I have recently been working on extending stable flux reconstruction methods to polygons and polyhedra. One of the difficulties in doing this is imposing the symmetry conditions. This can be done, but is made much easier if a regular reference element is used. However for tetrahedron, it is common to use an irregular reference tetrahedron, specifically one with nodes:

\[[-1, -1, -1], \; [1, -1, -1],\; [-1,1,-1],\; [-1,-1,1]\]

The basis set out in Hesthaven and Warburton (2008) uses these points, but as I say this isn’t very helpful for imposing rotational symmetries. Instead, I would like to use the regular tetrahedron defined by the points:

\[[\sqrt{8/9}, 0, -1/3],\; [-\sqrt{2/9}, \sqrt{2/3}, -1/3],\; [-\sqrt{2/9},-\sqrt{2/3}, -1/3],\; [0,0,1]\]

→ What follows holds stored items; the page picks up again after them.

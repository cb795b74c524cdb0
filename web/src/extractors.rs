//! Custom Axum extractors.
//!
//! [`CorrelationId`] hands handlers the id assigned by
//! [`correlation_id_layer`](crate::middleware::correlation_id_layer), so log
//! lines written by a handler can be joined with the request span.

use crate::middleware::CORRELATION_ID_HEADER;
use axum::{async_trait, extract::FromRequestParts, http::request::Parts};
use uuid::Uuid;

/// Correlation ID for request tracing.
///
/// Resolution order:
///
/// 1. The id stored in request extensions by the middleware
/// 2. A valid UUID in the `X-Correlation-ID` header
/// 3. A freshly generated UUID v4
///
/// # Example
///
/// ```ignore
/// async fn handler(correlation_id: CorrelationId) -> String {
///     format!("Request ID: {}", correlation_id.0)
/// }
/// ```
#[derive(Debug, Clone, Copy)]
pub struct CorrelationId(pub Uuid);

#[async_trait]
impl<S> FromRequestParts<S> for CorrelationId
where
    S: Send + Sync,
{
    type Rejection = std::convert::Infallible;

    async fn from_request_parts(parts: &mut Parts, _state: &S) -> Result<Self, Self::Rejection> {
        if let Some(id) = parts.extensions.get::<Uuid>() {
            return Ok(Self(*id));
        }

        let correlation_id = parts
            .headers
            .get(CORRELATION_ID_HEADER)
            .and_then(|v| v.to_str().ok())
            .and_then(|s| Uuid::parse_str(s).ok())
            .unwrap_or_else(Uuid::new_v4);

        Ok(Self(correlation_id))
    }
}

I couldn’t find a reference that had considered a basis on these points before, so as making the basis was a bit fiddly I decided to write it down for others.

\[\phi_{i,j,k}(x,y,z) = \frac{2(c-1)^{i+j}(1-a)^j}{\sqrt{3}}J^{(0,0)}_{i}(a){J}^{(2i+1,0)}_j(b){J}^{(2i+2j+2,0)}_k(c)\]

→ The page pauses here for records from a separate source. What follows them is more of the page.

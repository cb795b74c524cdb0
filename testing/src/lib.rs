//! # Order Desk Testing
//!
//! Testing utilities for Order Desk.
//!
//! This crate provides:
//! - An in-memory [`DocumentStore`](order_desk_core::DocumentStore) with write-failure injection
//! - Order fixtures and builders
//! - proptest strategies for orders
//!
//! ## Example
//!
//! ```
//! use order_desk_testing::{fixtures, in_memory_store};
//!
//! # tokio_test::block_on(async {
//! let (store, backend) = in_memory_store().await;
//! store.insert(fixtures::order("1", "2024-01-01", "A", "X")).await.unwrap();
//!
//! assert_eq!(backend.save_count(), 2); // initial empty document + insert
//! # });
//! ```

pub mod mocks;

/// Order fixtures.
pub mod fixtures {
    use order_desk_core::Order;

    /// An order with a generated title.
    #[must_use]
    pub fn order(id: &str, date: &str, order_type: &str, customer: &str) -> Order {
        Order::new(id, format!("Order {id}"), date, order_type, customer)
    }

    /// `count` orders of `order_type` on consecutive January 2024 days,
    /// oldest first, with ids `"1"..="count"`.
    ///
    /// # Panics
    ///
    /// Panics if `count` exceeds 31.
    #[must_use]
    pub fn january_orders(count: u32, order_type: &str, customer: &str) -> Vec<Order> {
        assert!(count <= 31, "January has 31 days");
        (1..=count)
            .map(|day| order(&day.to_string(), &format!("2024-01-{day:02}"), order_type, customer))
            .collect()
    }
}

/// proptest strategies for domain types.
pub mod properties {
    use order_desk_core::Order;
    use proptest::prelude::*;

    /// A date in `YYYY-MM-DD` form within a small range, so collisions are common.
    pub fn date() -> impl Strategy<Value = String> {
        (2023u32..=2024, 1u32..=2, 1u32..=3)
            .prop_map(|(year, month, day)| format!("{year}-{month:02}-{day:02}"))
    }

    /// Orders with unique ids drawn from a few types, dates and customers.
    pub fn orders(max: usize) -> impl Strategy<Value = Vec<Order>> {
        prop::collection::vec(
            (prop::sample::select(vec!["A", "B"]), date(), prop::sample::select(vec!["X", "Y", "Z"])),
            0..max,
        )
        .prop_map(|rows| {
            rows.into_iter()
                .enumerate()
                .map(|(n, (order_type, date, customer))| {
                    Order::new(n.to_string(), format!("Order {n}"), date, order_type, customer)
                })
                .collect()
        })
    }
}

/// Test helpers.
pub mod helpers {
    use crate::mocks::InMemoryDocumentStore;
    use order_desk_core::{Order, OrderDocument, OrderStore};
    use std::sync::Arc;

    /// Opens an [`OrderStore`] over a fresh [`InMemoryDocumentStore`].
    ///
    /// # Panics
    ///
    /// Panics if the in-memory backend fails to initialize, which only
    /// happens when writes were set to fail beforehand.
    pub async fn in_memory_store() -> (OrderStore, Arc<InMemoryDocumentStore>) {
        store_with_orders(Vec::new()).await
    }

    /// Opens an [`OrderStore`] whose backend already holds `orders`.
    ///
    /// # Panics
    ///
    /// Panics if the in-memory backend fails to load.
    #[allow(clippy::expect_used)]
    pub async fn store_with_orders(orders: Vec<Order>) -> (OrderStore, Arc<InMemoryDocumentStore>) {
        let backend = Arc::new(if orders.is_empty() {
            InMemoryDocumentStore::new()
        } else {
            InMemoryDocumentStore::with_document(OrderDocument::new(orders))
        });
        let store = OrderStore::open(Arc::clone(&backend) as Arc<dyn order_desk_core::DocumentStore>)
            .await
            .expect("in-memory backend should open");
        (store, backend)
    }

    /// Installs a test tracing subscriber, ignoring repeated installs.
    pub fn init_tracing() {
        let _ = tracing_subscriber::fmt()
            .with_test_writer()
            .with_env_filter(tracing_subscriber::EnvFilter::from_default_env())
            .try_init();
    }
}

// Re-export commonly used items
pub use helpers::{in_memory_store, init_tracing, store_with_orders};
pub use mocks::InMemoryDocumentStore;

where \(J\) are normalised Jacobi polynomials and for

\[a = -\frac{(4\sqrt{2}x + z - 1)}{3(z - 1)},\; b = -\frac{2\sqrt{3}y}{2x + \sqrt{2}(z - 1)},\; c = \frac{3z - 1}{2}.\]

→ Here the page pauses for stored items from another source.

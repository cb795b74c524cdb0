//! Persistence seam for the order collection.
//!
//! The whole collection lives in one JSON document, `{ "orders": [...] }`.
//! A [`DocumentStore`] loads that document once at startup and rewrites it in
//! full on every insert. There is no partial update and no append log.
//!
//! # Implementations
//!
//! - [`JsonFileStore`](crate::json_file::JsonFileStore): production, a file on disk
//! - `InMemoryDocumentStore` (in `order-desk-testing`): fast tests with failure injection

use crate::types::Order;
use serde::{Deserialize, Serialize};
use std::future::Future;
use std::pin::Pin;
use thiserror::Error;

/// The persisted layout of the order collection.
#[derive(Clone, Debug, Default, PartialEq, Eq, Serialize, Deserialize)]
pub struct OrderDocument {
    /// Every stored order, in insertion order
    #[serde(default)]
    pub orders: Vec<Order>,
}

impl OrderDocument {
    /// Creates a document holding `orders`
    #[must_use]
    pub const fn new(orders: Vec<Order>) -> Self {
        Self { orders }
    }
}

/// Errors that can occur while loading or saving the document.
#[derive(Error, Debug)]
pub enum DocumentStoreError {
    /// Reading or writing the backing storage failed.
    #[error("I/O error: {0}")]
    Io(#[from] std::io::Error),

    /// The document could not be encoded or decoded.
    #[error("Serialization error: {0}")]
    Serialization(#[from] serde_json::Error),

    /// The backend refused the operation.
    #[error("Document store unavailable: {0}")]
    Unavailable(String),
}

/// Whole-document persistence for orders.
///
/// # Durability
///
/// `save` must not resolve `Ok` until the document is committed. Callers rely
/// on this to report an insert as successful.
///
/// # Dyn Compatibility
///
/// Methods return `Pin<Box<dyn Future>>` so the store can hold an
/// `Arc<dyn DocumentStore>`.
pub trait DocumentStore: Send + Sync {
    /// Loads the document.
    ///
    /// A backend with nothing stored yet returns `Ok(None)`.
    ///
    /// # Errors
    ///
    /// - `Io`: the storage could not be read
    /// - `Serialization`: the stored bytes are not a valid document
    fn load(
        &self,
    ) -> Pin<Box<dyn Future<Output = Result<Option<OrderDocument>, DocumentStoreError>> + Send + '_>>;

    /// Replaces the stored document with `document`.
    ///
    /// # Errors
    ///
    /// - `Io`: the write or flush failed
    /// - `Serialization`: the document could not be encoded
    fn save<'a>(
        &'a self,
        document: &'a OrderDocument,
    ) -> Pin<Box<dyn Future<Output = Result<(), DocumentStoreError>> + Send + 'a>>;

    /// Short human-readable description of where the document lives.
    fn describe(&self) -> String;
}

In the transformed coordinate system of \(a\), \(b\), and \(c\), the domain is \([-1,1]^3\). One disadvantage of this basis is that it isn’t quite normalised as I couldn’t work that out. The normalisation is probably non-trivial due to the \(x\) and \(z\) dependence in \(a\) and \(b\). However, this isn’t such a big issue as it just means you have to calculate the mass matrix explicitly. Which is a trade-off I’m willing to make for the utility this basis offers.